I am still new to the forum, so apologies for starting two threads in my first few weeks, but I did a quick search on this and didn't see anything immediately applicable to my question.

 

As some of you know, we've had our new guy Lucas, our first BC, for a couple weeks. My impression is he's feeling comfortable and gaining confidence (thanks all for your help in this area!). The first few days he had a few chosen spots around the house he would settle in. Now he comes to us for affection, greets us at the door enthusiastically, and loves walks. We've started some basic training and he's picked up 'touch' really quickly. I think he's adjusting well. 

 

He wasn't a 'velcro' dog, even in the beginning, choosing to lie around and watch as we moved from room to room. But now, it seems to me his is forming an obsession with looking out the window to our backyard. There are some baby rabbits who have deemed it the perfect place to start their lives, and I know he can see them from time to time.

 

But this isn't just glancing. Lucas seems to be fixating. He will stare out the window, unmoving, unblinking, for very long periods of time if I let him. During these moments he doesn't respond to his name or even strange noises I make to get his attention. If I'm not engaging him with tricks, a walk, etc. he just goes to the window and stares.

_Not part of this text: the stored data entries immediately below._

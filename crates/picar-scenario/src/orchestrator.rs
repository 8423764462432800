//! # 场景编排器
//!
//! 严格按顺序运行各阶段：前一个阶段（包括强制结束后的清理）完全退出后，
//! 才会启动下一个阶段。阶段异常退出只记录日志，场景继续；
//! 只有外部中止请求会在下一个阶段开始前停止编排。

use std::time::Duration;

use picar_control::StopFlag;
use picar_control::config::ScenarioConfig;
use picar_hal::Clock;
use tracing::{error, info, warn};

use crate::error::ScenarioError;
use crate::plan::ScenarioPlan;
use crate::process::{ProcessControl, StageSpec, WaitStatus};

/// 超时升级策略：terminate → 等待 grace → kill → 等待退出
#[derive(Debug, Clone, Copy, PartialEq, Eq)]
pub struct EscalationPolicy {
    pub grace: Duration,
}

impl Default for EscalationPolicy {
    fn default() -> Self {
        Self {
            grace: Duration::from_secs(2),
        }
    }
}

/// 单个阶段的结果
#[derive(Debug, Clone, Copy, PartialEq, Eq)]
pub enum StageOutcome {
    /// 正常结束（退出码 0）
    Completed,
    /// 非零退出或被信号终止
    Failed { code: Option<i32> },
    /// 超时被终止；`killed` 表示宽限期后仍需强制结束
    TimedOut { killed: bool },
    SpawnFailed,
    /// 运行中收到中止请求
    Aborted,
}

/// 阶段报告
#[derive(Debug, Clone, PartialEq, Eq)]
pub struct StageReport {
    pub name: String,
    pub outcome: StageOutcome,
    pub elapsed: Duration,
}

/// 场景报告
#[derive(Debug, Clone, Default, PartialEq, Eq)]
pub struct ScenarioReport {
    pub stages: Vec<StageReport>,
    /// 是否因中止请求提前结束
    pub aborted: bool,
}

impl ScenarioReport {
    /// 所有阶段都正常结束或按计划超时
    pub fn all_ok(&self) -> bool {
        !self.aborted
            && self.stages.iter().all(|s| {
                matches!(
                    s.outcome,
                    StageOutcome::Completed | StageOutcome::TimedOut { .. }
                )
            })
    }
}

/// 场景编排器
pub struct Orchestrator<P: ProcessControl, C: Clock> {
    process: P,
    clock: C,
    policy: EscalationPolicy,
    /// 阶段之间的稳定等待
    settle: Duration,
    /// 运行中检查中止标志的间隔
    poll: Duration,
}

impl<P: ProcessControl, C: Clock> Orchestrator<P, C> {
    pub fn new(process: P, clock: C) -> Self {
        Self {
            process,
            clock,
            policy: EscalationPolicy::default(),
            settle: Duration::from_millis(500),
            poll: Duration::from_millis(100),
        }
    }

    pub fn from_config(process: P, clock: C, config: &ScenarioConfig) -> Self {
        Self::new(process, clock)
            .with_policy(EscalationPolicy {
                grace: config.grace(),
            })
            .with_settle(config.stage_settle())
            .with_poll(config.poll())
    }

    pub fn with_policy(mut self, policy: EscalationPolicy) -> Self {
        self.policy = policy;
        self
    }

    pub fn with_settle(mut self, settle: Duration) -> Self {
        self.settle = settle;
        self
    }

    pub fn with_poll(mut self, poll: Duration) -> Self {
        self.poll = poll;
        self
    }

    pub fn process(&self) -> &P {
        &self.process
    }

    /// 依次运行计划中的所有阶段
    pub fn run_scenario(&mut self, plan: &ScenarioPlan, abort: &StopFlag) -> ScenarioReport {
        info!("Scenario `{}` started ({} stages)", plan.name, plan.stages.len());
        let mut report = ScenarioReport::default();

        for (index, stage) in plan.stages.iter().enumerate() {
            if abort.is_raised() {
                warn!("Abort requested, skipping remaining stages");
                report.aborted = true;
                break;
            }

            info!(
                "[STEP {}/{}] {} ({})",
                index + 1,
                plan.stages.len(),
                stage.name,
                stage.command_line()
            );
            let start = self.clock.now();
            let outcome = self.run_stage(stage, abort);
            let elapsed = self.clock.now().saturating_sub(start);

            match outcome {
                StageOutcome::Completed => info!("Stage `{}` completed in {:?}", stage.name, elapsed),
                StageOutcome::TimedOut { killed } => info!(
                    "Stage `{}` stopped after timeout (killed: {})",
                    stage.name, killed
                ),
                other => error!("Stage `{}` ended abnormally: {:?}", stage.name, other),
            }
            report.stages.push(StageReport {
                name: stage.name.clone(),
                outcome,
                elapsed,
            });

            if outcome == StageOutcome::Aborted {
                report.aborted = true;
                break;
            }
            // 等待上一阶段的执行器输出释放
            self.clock.sleep(self.settle);
        }

        info!("Scenario `{}` finished", plan.name);
        report
    }

    /// 运行单个阶段直到退出、超时或中止
    pub fn run_stage(&mut self, stage: &StageSpec, abort: &StopFlag) -> StageOutcome {
        let mut handle = match self.process.spawn(stage) {
            Ok(handle) => handle,
            Err(e) => {
                error!("{}", e);
                return StageOutcome::SpawnFailed;
            },
        };

        match self.supervise(stage, &mut handle, abort) {
            Ok(outcome) => outcome,
            Err(e) => {
                error!("Lost track of stage `{}`: {}", stage.name, e);
                if let Err(e) = self.escalate(&mut handle) {
                    error!("Failed to stop stage `{}`: {}", stage.name, e);
                }
                StageOutcome::Failed { code: None }
            },
        }
    }

    fn supervise(
        &mut self,
        stage: &StageSpec,
        handle: &mut P::Handle,
        abort: &StopFlag,
    ) -> Result<StageOutcome, ScenarioError> {
        let start = self.clock.now();
        loop {
            if abort.is_raised() {
                warn!("Abort requested while `{}` is running", stage.name);
                self.escalate(handle)?;
                return Ok(StageOutcome::Aborted);
            }

            let slice = match stage.timeout {
                Some(timeout) => {
                    let elapsed = self.clock.now().saturating_sub(start);
                    if elapsed >= timeout {
                        info!("Stage `{}` reached its {:?} timeout", stage.name, timeout);
                        let killed = self.escalate(handle)?;
                        return Ok(StageOutcome::TimedOut { killed });
                    }
                    (timeout - elapsed).min(self.poll)
                },
                None => self.poll,
            };

            if let WaitStatus::Exited(info) = self.process.wait(handle, Some(slice))? {
                if info.success() {
                    return Ok(StageOutcome::Completed);
                }
                warn!("Stage `{}` exited with {}", stage.name, info);
                return Ok(StageOutcome::Failed { code: info.code });
            }
        }
    }

    /// terminate → 等待 grace → kill → 等待退出；返回是否需要强制结束
    fn escalate(&mut self, handle: &mut P::Handle) -> Result<bool, ScenarioError> {
        self.process.terminate(handle)?;
        if let WaitStatus::Exited(info) = self.process.wait(handle, Some(self.policy.grace))? {
            info!("Stage exited after terminate ({})", info);
            return Ok(false);
        }

        warn!(
            "Stage still alive {:?} after terminate, killing",
            self.policy.grace
        );
        self.process.kill(handle)?;
        self.process.wait(handle, None)?;
        Ok(true)
    }
}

If we are training, he will abruptly get up at moments to go back and check the window. His prey drive seems VERY high (but he's not yet interested in toys - no flirt pole or toys that look like animals). We've blocked the window with our curtains and he will stare at the curtains too, when they really only let in light/shadows.

 

Anyway, sorry for the length. Not being as familiar with the breed, I'm looking for insight and/or advice. I know BCs can be very intense and develop quirks quickly so maybe some of my concern stems from that. I'd just like to direct this energy to engaging with us more and it seems this could potentially escalate, which I'd like to be ahead of if that is the case.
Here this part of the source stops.